Trump is now a president in transition, at times angry and increasingly isolated. He fumes in private that just about every time he looks up at a television screen, the cable news headlines are trumpeting yet another scandal. He voices frustration that son-in-law Jared Kushner has few on-air defenders. He revives old grudges.
Still, Trump’s friends are increasingly concerned about his well-being, worried that the president’s obsession with cable commentary and perceived slights is taking a toll on the 71-year-old. “Pure madness,” lamented one exasperated ally.
Retired four-star Army general Barry McCaffrey said the American people — and Congress especially — should be alarmed.
“I think the president is starting to wobble in his emotional stability and this is not going to end well,” McCaffrey said. “Trump’s judgment is fundamentally flawed, and the more pressure put on him and the more isolated he becomes, I think, his ability to do harm is going to increase.”
This portrait of Trump at a moment of crisis just over a year after taking office is based on interviews with 22 White House officials, friends and advisers to the president and other administration allies, most of whom spoke on the condition of anonymity to candidly discuss Trump’s state of mind.
The tumult comes as special counsel Robert S. Mueller III’s investigation of Russia’s 2016 election interference and the president’s possible obstruction of justice has intensified. Meanwhile, Kushner, a White House senior adviser, was stripped last week of his access to the nation’s top secrets amid increasing public scrutiny of his foreign contacts and of his mixing of business and government work.

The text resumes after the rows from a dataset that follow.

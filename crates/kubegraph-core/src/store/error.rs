use thiserror::Error;

use crate::model::{EdgeId, NodeId};

/// Records the graph store refuses to hold.
#[derive(Debug, Error)]
pub enum StoreError {
    #[error("Edge id {0} does not match its endpoints and relation")]
    EdgeIdMismatch(EdgeId),

    #[error("Edge {0} connects a node to itself")]
    SelfLoop(EdgeId),

    #[error("Node id {id} does not match kind, namespace and name")]
    NodeIdMismatch { id: NodeId },
}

Trump seethed with anger last Wednesday night over cable news coverage of a photo, obtained by Axios, showing Sessions at dinner with Deputy Attorney General Rod J. Rosenstein, who oversees the Russia investigation, and another top Justice Department prosecutor. The outing was described in news reports as amounting to an act of solidarity after Trump had attacked Sessions in a tweet that morning.

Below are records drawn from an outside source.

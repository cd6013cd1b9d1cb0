mod common;

use std::sync::Arc;
use std::time::Duration;

use futures::StreamExt;
use kubegraph_core::config::EngineConfig;
use kubegraph_core::event::WatchRecord;
use kubegraph_core::history::FileSnapshotStore;
use kubegraph_core::{Config, NodeId, ResourceKind, TopologyEngine, TopologyService};
use serde_json::json;
use tempfile::TempDir;

#[tokio::test]
async fn test_engine_builds_shop_graph() {
    let engine = TopologyEngine::spawn(&EngineConfig::default());
    for event in common::shop_events() {
        engine.submit(event).await.unwrap();
    }
    for kind in ResourceKind::ALL {
        engine.sync_complete(kind).await.unwrap();
    }
    let version = engine.flush().await.unwrap();

    let snapshot = engine.snapshot();
    assert_eq!(snapshot.version(), version);
    assert_eq!(snapshot.node_count(), 9);
    assert_eq!(snapshot.edge_count(), 24);

    let stats = engine.stats();
    assert_eq!(stats.synced_kinds, ResourceKind::ALL.len());
    assert_eq!(stats.builder.events_applied, 9);
    assert_eq!(stats.builder.pending_edges, 0);
    engine.shutdown().await;
}

#[tokio::test]
async fn test_per_kind_sources_share_one_writer() {
    let config = EngineConfig {
        max_batch: 2,
        ..EngineConfig::default()
    };
    let engine = TopologyEngine::spawn(&config);
    let pods = engine.source(ResourceKind::Pod);
    let namespaces = engine.source(ResourceKind::Namespace);

    // The pod arrives before its namespace; the edge waits until it exists.
    pods.add(json!({"metadata": {"name": "p", "namespace": "late"}})).await.unwrap();
    namespaces.add(json!({"metadata": {"name": "late"}})).await.unwrap();
    engine.flush().await.unwrap();
    assert_eq!(engine.snapshot().edge_count(), 1);

    pods.delete(json!({"metadata": {"name": "p", "namespace": "late"}})).await.unwrap();
    engine.flush().await.unwrap();
    let snapshot = engine.snapshot();
    assert!(!snapshot.contains_node(&NodeId::from_raw("pod/late/p")));
    assert_eq!(snapshot.edge_count(), 0);
    engine.shutdown().await;
}

#[tokio::test]
async fn test_readers_keep_their_snapshot() {
    let engine = TopologyEngine::spawn(&EngineConfig::default());
    let namespaces = engine.source(ResourceKind::Namespace);
    namespaces.add(json!({"metadata": {"name": "a"}})).await.unwrap();
    engine.flush().await.unwrap();
    let held = engine.snapshot();

    namespaces.add(json!({"metadata": {"name": "b"}})).await.unwrap();
    engine.flush().await.unwrap();

    assert_eq!(held.node_count(), 1);
    assert_eq!(engine.snapshot().node_count(), 2);
    assert!(engine.snapshot().version() > held.version());
    engine.shutdown().await;
}

#[tokio::test]
async fn test_rejected_events_do_not_stop_the_writer() {
    let engine = TopologyEngine::spawn(&EngineConfig::default());
    let pods = engine.source(ResourceKind::Pod);
    pods.add(json!({"metadata": {"namespace": "x"}})).await.unwrap();
    pods.add(json!({"metadata": {"name": "ok", "namespace": "x"}})).await.unwrap();
    engine.flush().await.unwrap();

    let stats = engine.stats();
    assert_eq!(stats.builder.objects_rejected, 1);
    assert_eq!(stats.nodes, 1);
    engine.shutdown().await;
}

#[tokio::test]
async fn test_deltas_are_streamed() {
    let engine = TopologyEngine::spawn(&EngineConfig::default());
    let mut deltas = Box::pin(engine.subscribe_deltas());

    engine
        .submit_record(WatchRecord::Event(kubegraph_core::WatchEvent::add(
            ResourceKind::Namespace,
            json!({"metadata": {"name": "shop"}}),
        )))
        .await
        .unwrap();
    engine.flush().await.unwrap();

    let delta = tokio::time::timeout(Duration::from_secs(5), deltas.next())
        .await
        .unwrap()
        .unwrap();
    assert_eq!(delta.added_nodes.len(), 1);
    assert_eq!(delta.added_nodes[0].id, NodeId::from_raw("namespace/shop"));
    assert_eq!(delta.version, engine.snapshot().version());
    engine.shutdown().await;
}

#[tokio::test]
async fn test_service_follows_engine() {
    let temp_dir = TempDir::new().unwrap();
    let engine = TopologyEngine::spawn(&EngineConfig::default());
    let history = Arc::new(FileSnapshotStore::new(temp_dir.path(), 10));
    let service = TopologyService::new(&engine, history, &Config::default()).unwrap();
    let mut deltas = service.stream_graph_deltas();

    for event in common::shop_events() {
        engine.submit(event).await.unwrap();
    }
    let version = engine.flush().await.unwrap();

    assert_eq!(service.current_snapshot().version(), version);
    let delta = tokio::time::timeout(Duration::from_secs(5), deltas.next())
        .await
        .unwrap()
        .unwrap();
    assert!(!delta.added_nodes.is_empty());
    engine.shutdown().await;
}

The next morning, Trump was still raging about the photo, venting to friends and allies about a dinner he viewed as an intentional show of disloyalty.
I definitely do not sleep well know that we have in essence a mad man in the White House.“Trump’s fundamentally distorted personality — which at its core is chaotic, volatile and transgressive — when combined with the powers of the presidency had to end poorly,” said Peter Wehner, a veteran of the three previous Republican administrations and a senior fellow at the Ethics and Public Policy Center. “What we’re now seeing is the radiating effects of that, and it’s enveloped him, his White House, his family and his friends.”
Trump is testing the patience of his own staff, some of whom think he is not listening to their advice. White House counsel Donald McGahn and national economic council director Gary Cohn have been especially frustrated, according to other advisers.
“Morale is the worst it’s ever been,” said a Republican strategist in frequent contact with White House staff. “Nobody knows what to expect.”